Valerio Evangelisti : le Corps et le sang d'Eymerich
(il Corpo e il sangue di Eymerich, 1996)
roman de Science-Fiction et de Fantasy
- par ailleurs :
L'enthousiasme qui poussa les membres du jury du prix Tour-Eiffel, après d'autres, à choisir pour lauréat Valerio Evangelisti me laisse pantois. Quel intérêt peut-on trouver au troisième volume de sa série sur Eymerich ? Bien des gens ignoraient que son personnage central avait été l'inventeur du Directorium inquisitorium, écrit à Avignon en 1376, aimable recueil de pratique élémentaire qui offre toutes les recettes pour traquer les hérétiques, les coupables de latrie, de dulie et de nécromancie, ainsi qu'un catalogue exhaustif des tortures appropriées. Peu de gens savaient encore qu'Evangelisti n'était qu'un fabriquant de seconde zone, d'humeur procédurière, qui composait des romans d'une truculente nullité avec systématisme, en alternant les chapitres ancrés dans le xive siècle avec ceux qui se déroulent de notre temps. Pourquoi le mettre en lumière ?

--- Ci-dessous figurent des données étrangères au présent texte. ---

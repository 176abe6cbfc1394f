//! In-memory page document
//!
//! A `PageDocument` owns the parsed html5ever tree for one clone. Passes get
//! `&PageDocument` and mutate nodes through the helpers here; nothing keeps a
//! node handle after its pass returns.
//!
//! The tree is reference counted without atomics, so a document stays on the
//! task that parsed it.

mod dom;

pub use dom::{
    find_nodes, get_node_attr, get_node_name, get_parent_node, is_element, remove_node_attr,
    set_node_attr, text_content,
};

use html5ever::interface::{Attribute, NodeOrText, QualName, TreeSink};
use html5ever::parse_document;
use html5ever::serialize::{serialize, SerializeOpts};
use html5ever::tendril::{format_tendril, StrTendril, TendrilSink};
use html5ever::tree_builder::create_element;
use html5ever::{namespace_url, ns, LocalName};
use markup5ever_rcdom::{Handle, RcDom, SerializableHandle};

/// A parsed, mutable HTML document
pub struct PageDocument {
    dom: RcDom,
}

impl PageDocument {
    /// Parses an HTML string
    ///
    /// Parsing never fails: malformed markup is repaired the way browsers do,
    /// and `<html>`, `<head>` and `<body>` always exist afterwards.
    pub fn parse(html: &str) -> Self {
        let dom = parse_document(RcDom::default(), Default::default()).one(html);
        Self { dom }
    }

    /// Every element with the given name, in document order
    pub fn elements(&self, name: &str) -> Vec<Handle> {
        find_nodes(&self.dom.document, name)
    }

    /// The `<head>` element
    pub fn head(&self) -> Option<Handle> {
        self.elements("head").into_iter().next()
    }

    /// Text of the first `<title>`, trimmed; `None` when missing or blank
    pub fn title(&self) -> Option<String> {
        self.elements("title")
            .first()
            .map(|title| text_content(title).trim().to_string())
            .filter(|title| !title.is_empty())
    }

    /// Creates a detached element
    pub fn create_element(&self, name: &str, attrs: &[(&str, &str)]) -> Handle {
        let attrs = attrs
            .iter()
            .map(|(key, value)| Attribute {
                name: QualName::new(None, ns!(), LocalName::from(*key)),
                value: format_tendril!("{}", value),
            })
            .collect();

        create_element(
            &self.dom,
            QualName::new(None, ns!(html), LocalName::from(name)),
            attrs,
        )
    }

    /// Creates a detached element holding a single text node
    ///
    /// Used for `<style>` and `<script>`, whose text is serialized verbatim.
    pub fn create_text_element(&self, name: &str, attrs: &[(&str, &str)], text: &str) -> Handle {
        let element = self.create_element(name, attrs);
        self.set_text(&element, text);
        element
    }

    /// Replaces all children of `node` with one text node
    pub fn set_text(&self, node: &Handle, text: &str) {
        let children: Vec<Handle> = node.children.borrow().clone();
        for child in &children {
            self.dom.remove_from_parent(child);
        }
        if !text.is_empty() {
            self.dom
                .append(node, NodeOrText::AppendText(StrTendril::from(text)));
        }
    }

    /// Inserts `node` as the first child of `<head>`
    ///
    /// Returns false when the document has no head.
    pub fn prepend_to_head(&self, node: Handle) -> bool {
        let Some(head) = self.head() else {
            return false;
        };

        let first_child = head.children.borrow().first().cloned();
        match first_child {
            Some(first) => self
                .dom
                .append_before_sibling(&first, NodeOrText::AppendNode(node)),
            None => self.dom.append(&head, NodeOrText::AppendNode(node)),
        }
        true
    }

    /// Puts `replacement` where `target` is and detaches `target`
    ///
    /// Returns false when `target` is not attached to the tree.
    pub fn replace_node(&self, target: &Handle, replacement: Handle) -> bool {
        if get_parent_node(target).is_none() {
            return false;
        }
        self.dom
            .append_before_sibling(target, NodeOrText::AppendNode(replacement));
        self.dom.remove_from_parent(target);
        true
    }

    /// Serializes the whole document back to HTML
    pub fn serialize(&self) -> std::io::Result<String> {
        let mut buf: Vec<u8> = Vec::new();
        let serializable: SerializableHandle = self.dom.document.clone().into();
        serialize(&mut buf, &serializable, SerializeOpts::default())?;
        Ok(String::from_utf8(buf)
            .unwrap_or_else(|e| String::from_utf8_lossy(e.as_bytes()).into_owned()))
    }
}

À la première lecture, on peut trouver amusant ce parallèle entre deux époques, cette double série d'événements censés produire un “effet de champ” qui éclairerait notre siècle à la lumière des hérésies diaboliques et autres manipulations alchimiques du passé. Encore faudrait-il que la cuisine soit originale. Comme l'affirme le prière d'insérer, Evangelisti tente de mêler la littérature feuilletonesque d'un Paul Féval aux préoccupations métaphysiques d'un Umberto Eco. S'il caricature avec facilité le style du premier, sa veine spéculative, mâtinée d'un zeste d'érudition à la portée d'une encyclopédie Larousse, ne se hausse jamais à la hauteur de son projet, ne produit que des stéréotypes. Dire que le Corps et le sang d'Eymerich, l'ouvrage dont il est ici question, mérite le label Science-Fiction revient à prétendre qu'À la recherche du temps perdu est un manuel de bridge.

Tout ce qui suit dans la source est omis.